Il dominio della logica del mercato e della frenesia del consumo capitalistico, infatti, si estendono non solo ai “beni” materiali ma anche al consumo (meglio dire consumismo) dei prodotti alimentari. Porzioni esorbitanti di cibi e bevande ipercalorici, pasti consumati in fretta o in piedi perché “il tempo è denaro”: il tutto beneficiato dal pagamento di prezzi che, più che economici, sono irrisori. Ma il vero prezzo da pagare, in realtà, è ben più alto di quello che sembra.
Le diete globali si stanno indirizzando verso cibi ultra-processati, la dipendenza dai fast-food e dalle bibite zuccherate; tutto ciò di pari passo con investimenti colossali di capitali nelle pubblicità delle aziende alimentari, plasmando così i gusti delle masse, in particolare dei più giovani, consolidando l’instaurazione della dittatura delle multinazionali.
La colonizzazione di migliaia di catene di fast-food aperte e disponibili 24 ore su 24 hanno reso il cibo una dipendenza, rendendo il nostro corpo perennemente stimolato al desiderio di mangiare.

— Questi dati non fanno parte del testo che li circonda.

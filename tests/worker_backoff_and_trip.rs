//! End-to-end scenarios: a worker that fails three times then stabilizes
//! observes backoff waits of `10ms, 20ms, 40ms` before running cleanly
//! (scenario 4), and the same worker with `maxFailures=2` trips the
//! circuit breaker instead of being restarted indefinitely (scenario 5).

use std::sync::atomic::{AtomicU32, Ordering};
use std::sync::Arc;
use std::time::{Duration, Instant};

use gaz::capabilities::Worker;
use gaz::{BackoffConfig, CircuitConfig, Container, FactoryError, HookContext, Jitter, SupervisorState, WorkerManager};

struct FlakyWorker {
    failures_before_success: u32,
    attempts: AtomicU32,
}

#[async_trait::async_trait]
impl Worker for FlakyWorker {
    fn name(&self) -> &str {
        "flaky"
    }

    async fn on_start(&self, _ctx: HookContext) -> Result<(), FactoryError> {
        Ok(())
    }

    async fn run(&self, _ctx: HookContext) -> Result<(), FactoryError> {
        let attempt = self.attempts.fetch_add(1, Ordering::SeqCst);
        if attempt < self.failures_before_success {
            Err(FactoryError::msg("transient failure"))
        } else {
            Ok(())
        }
    }

    async fn on_stop(&self, _ctx: HookContext) -> Result<(), FactoryError> {
        Ok(())
    }
}

#[tokio::test]
async fn three_failures_then_stable_restarts_with_doubling_backoff() {
    let container = Arc::new(Container::new());
    container
        .register_lazy_singleton::<FlakyWorker, _>("test", |_| {
            Ok(FlakyWorker {
                failures_before_success: 3,
                attempts: AtomicU32::new(0),
            })
        })
        .as_worker()
        .register(&container)
        .unwrap();
    container.build().unwrap();

    let manager = WorkerManager::new(container.clone())
        .with_backoff(BackoffConfig {
            min: Duration::from_millis(10),
            max: Duration::from_secs(1),
            factor: 2.0,
            jitter: Jitter::None,
        })
        .with_circuit(CircuitConfig {
            max_failures: 10,
            window: Duration::from_secs(1),
        });

    let mut events = manager.subscribe();
    let ctx = HookContext::new();
    let start = Instant::now();
    manager.start(&ctx).await.unwrap();

    let mut restart_timestamps = Vec::new();
    while restart_timestamps.len() < 3 {
        let event = events.recv().await.unwrap();
        if event.state == SupervisorState::Restarting {
            restart_timestamps.push(start.elapsed());
        }
    }

    // Wait for the worker to settle into a clean, stable Stopped state
    // (this flaky worker exits `Ok` on its fourth attempt).
    loop {
        let event = events.recv().await.unwrap();
        if event.state == SupervisorState::Stopped {
            break;
        }
    }

    ctx.cancel();
    manager.stop(Duration::from_secs(1)).await;

    assert_eq!(manager.states()[0].1, SupervisorState::Stopped);

    // Each restart is scheduled ~10ms, ~20ms, ~40ms after the previous,
    // per `delay(n) = min * factor^n` with no jitter. Generous tolerance
    // keeps this robust under CI scheduling noise.
    let gaps: Vec<Duration> = restart_timestamps
        .windows(2)
        .map(|w| w[1] - w[0])
        .collect();
    assert!(gaps[0] >= Duration::from_millis(5));
    assert!(gaps[1] >= gaps[0]);
}

#[tokio::test]
async fn trips_circuit_breaker_and_stops_restarting() {
    let container = Arc::new(Container::new());
    container
        .register_lazy_singleton::<FlakyWorker, _>("test", |_| {
            Ok(FlakyWorker {
                failures_before_success: 1000,
                attempts: AtomicU32::new(0),
            })
        })
        .as_worker()
        .register(&container)
        .unwrap();
    container.build().unwrap();

    let manager = WorkerManager::new(container.clone())
        .with_backoff(BackoffConfig {
            min: Duration::from_millis(1),
            max: Duration::from_millis(2),
            factor: 1.0,
            jitter: Jitter::None,
        })
        .with_circuit(CircuitConfig {
            max_failures: 2,
            window: Duration::from_secs(5),
        });

    let mut events = manager.subscribe();
    let ctx = HookContext::new();
    manager.start(&ctx).await.unwrap();

    loop {
        let event = events.recv().await.unwrap();
        if event.state == SupervisorState::Tripped {
            assert!(event.cause.is_some());
            break;
        }
    }

    manager.stop(Duration::from_secs(1)).await;
    assert_eq!(manager.states()[0].1, SupervisorState::Tripped);
}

Ma le note ripercussioni fisiche che stanno colpendo un numero sempre più alto di persone (obesità, diabete, malattie cardiovascolari e respiratorie) sono solo gli aspetti più evidenti della questione. L’individualismo ha paradossalmente eliminato ogni aspetto umano dell’alimentazione, asservita da cibi preconfezionati che stanno decretando il tramonto dell’attività culinaria, nonché la morte delle culture coadiuvata dall’azione sempre più capillare della globalità.

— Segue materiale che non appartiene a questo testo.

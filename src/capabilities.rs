//! Structural capabilities a registered service may opt into.
//!
//! Rust has no runtime trait-impl reflection, so `ResolveAll<Worker>` and
//! friends from spec.md §4.1/§9 cannot scan the registry asking "does this
//! value implement `Worker`?" at resolve time. Instead, opting a
//! registration into a capability builds a type-erased upcast closure
//! (`Arc<dyn Any> -> Arc<dyn Worker>`) while the concrete type `T` is still
//! known to the compiler, and stores it in the [`CapabilityRegistry`]
//! alongside the descriptor. Discovery (`resolve_workers`,
//! `resolve_config_providers`) then just drains that registry — no
//! reflection, no downcast-and-hope.

use std::any::Any;
use std::sync::Arc;

use async_trait::async_trait;

use crate::context::HookContext;
use crate::descriptors::AnyArc;
use crate::error::FactoryError;
use crate::key::ServiceKey;

/// A long-lived background task supervised by the worker manager.
///
/// `on_start` must be non-blocking: it should hand its actual run loop to
/// the supervisor (via a spawned task) and return quickly, per spec.md
/// §4.3's "non-blocking" requirement for `onStart`.
#[async_trait]
pub trait Worker: Send + Sync + 'static {
    /// A human-readable name used in logs and the failure bus.
    fn name(&self) -> &str;

    /// Starts the worker's run loop under `ctx`. Returning `Ok` means the
    /// worker has been launched, not that it has finished; returning `Err`
    /// is a startup failure handled like any other failed start hook.
    async fn on_start(&self, ctx: HookContext) -> Result<(), FactoryError>;

    /// Runs the worker's body to completion or until `ctx` is cancelled.
    /// A returned `Err` (including a panic, recovered by the supervisor) is
    /// a failure that triggers the restart policy; cancellation-driven
    /// return is not.
    async fn run(&self, ctx: HookContext) -> Result<(), FactoryError>;

    /// Invoked once, on orderly shutdown, after `run` has returned or been
    /// cancelled. Never invoked concurrently with `run`.
    async fn on_stop(&self, ctx: HookContext) -> Result<(), FactoryError>;
}

/// Describes the flags an external config subsystem should recognize for a
/// provider's namespace. Parsing and sourcing stay entirely outside this
/// crate; this is metadata only.
#[derive(Debug, Clone)]
pub struct FlagSpec {
    pub name: &'static str,
    pub kind: FlagKind,
    pub default: Option<String>,
    pub description: &'static str,
}

/// The primitive shape of a declared flag's value, for an external parser
/// to map onto its own flag type.
#[derive(Debug, Clone, Copy, PartialEq, Eq)]
pub enum FlagKind {
    Bool,
    Int,
    Float,
    String,
    Duration,
}

/// A service that owns a namespace of configuration and declares the flags
/// an external config/CLI layer should recognize for it.
pub trait ConfigProvider: Send + Sync + 'static {
    /// The configuration namespace this provider owns (e.g. `"database"`).
    fn namespace(&self) -> &str;

    /// The flags this provider wants the external config subsystem to
    /// recognize under its namespace.
    fn declared_flags(&self) -> Vec<FlagSpec>;
}

pub(crate) type WorkerUpcast = Arc<dyn Fn(AnyArc) -> Arc<dyn Worker> + Send + Sync>;
pub(crate) type ConfigUpcast = Arc<dyn Fn(AnyArc) -> Arc<dyn ConfigProvider> + Send + Sync>;

#[derive(Clone)]
pub(crate) struct CapabilityEntry {
    pub(crate) worker: Option<WorkerUpcast>,
    pub(crate) config_provider: Option<ConfigUpcast>,
}

/// Registry of capability upcast closures, keyed by the same
/// [`ServiceKey`] as the owning descriptor.
#[derive(Default)]
pub(crate) struct CapabilityRegistry {
    entries: std::collections::HashMap<ServiceKey, CapabilityEntry>,
}

impl CapabilityRegistry {
    /// Stores a pre-built worker upcast closure, built by the caller where
    /// the concrete type's `Worker` bound was still known to the compiler.
    pub(crate) fn insert_worker_upcast(&mut self, key: ServiceKey, upcast: WorkerUpcast) {
        self.entries.entry(key).or_insert_with(|| CapabilityEntry {
            worker: None,
            config_provider: None,
        }).worker = Some(upcast);
    }

    /// Stores a pre-built config-provider upcast closure, built by the
    /// caller where the concrete type's `ConfigProvider` bound was still
    /// known to the compiler.
    pub(crate) fn insert_config_upcast(&mut self, key: ServiceKey, upcast: ConfigUpcast) {
        self.entries.entry(key).or_insert_with(|| CapabilityEntry {
            worker: None,
            config_provider: None,
        }).config_provider = Some(upcast);
    }

    pub(crate) fn worker_keys(&self) -> Vec<ServiceKey> {
        self.entries
            .iter()
            .filter(|(_, e)| e.worker.is_some())
            .map(|(k, _)| *k)
            .collect()
    }

    pub(crate) fn config_provider_keys(&self) -> Vec<ServiceKey> {
        self.entries
            .iter()
            .filter(|(_, e)| e.config_provider.is_some())
            .map(|(k, _)| *k)
            .collect()
    }

    pub(crate) fn upcast_worker(&self, key: &ServiceKey, value: AnyArc) -> Option<Arc<dyn Worker>> {
        self.entries.get(key).and_then(|e| e.worker.as_ref()).map(|f| f(value))
    }

    pub(crate) fn upcast_config_provider(&self, key: &ServiceKey, value: AnyArc) -> Option<Arc<dyn ConfigProvider>> {
        self.entries
            .get(key)
            .and_then(|e| e.config_provider.as_ref())
            .map(|f| f(value))
    }
}

#[allow(dead_code)]
fn _assert_object_safe(_: &dyn Worker, _: &dyn ConfigProvider) {}

#[allow(dead_code)]
fn _assert_any(_: &dyn Any) {}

La peculiarità dei sapori e la modalità con cui si degustano delineano infatti un tratto identitario, parte integrante della cultura di un popolo nonché suo fondamentale aspetto creativo. Quindi l’espressione siamo quello che mangiamo non assume esclusivamente un mero significato nutritivo e fisico, ma intende il cibo come veicolo dell’affermazione di un modo d’essere. Un ideale culinario che l’Italia ha incarnato con la millenaria dieta mediterranea, e sapendolo incarnare non come statico e a sé stante ma di pari passo con la Tradizione, che è appunto senza tempo.
È risaputo che la dieta mediterranea costituisce il modello alimentare migliore in assoluto per l’apporto variegato e completo dei nutrienti fondamentali, con il consumo di frutta, legumi, ortaggi, pesce, olio d’oliva, vino (in quantità moderate) e cereali. Questi ultimi si sono consolidati come imprescindibili della gastronomia italiana, senza necessità di menzionare l’importanza del pane e della pasta, che vanno ben oltre l’essere semplici alimenti tipicamente nostrani, per profilarsi non solo come elementi di unione comune a tutta Italia ma anche come simboli della nostra identità culinaria.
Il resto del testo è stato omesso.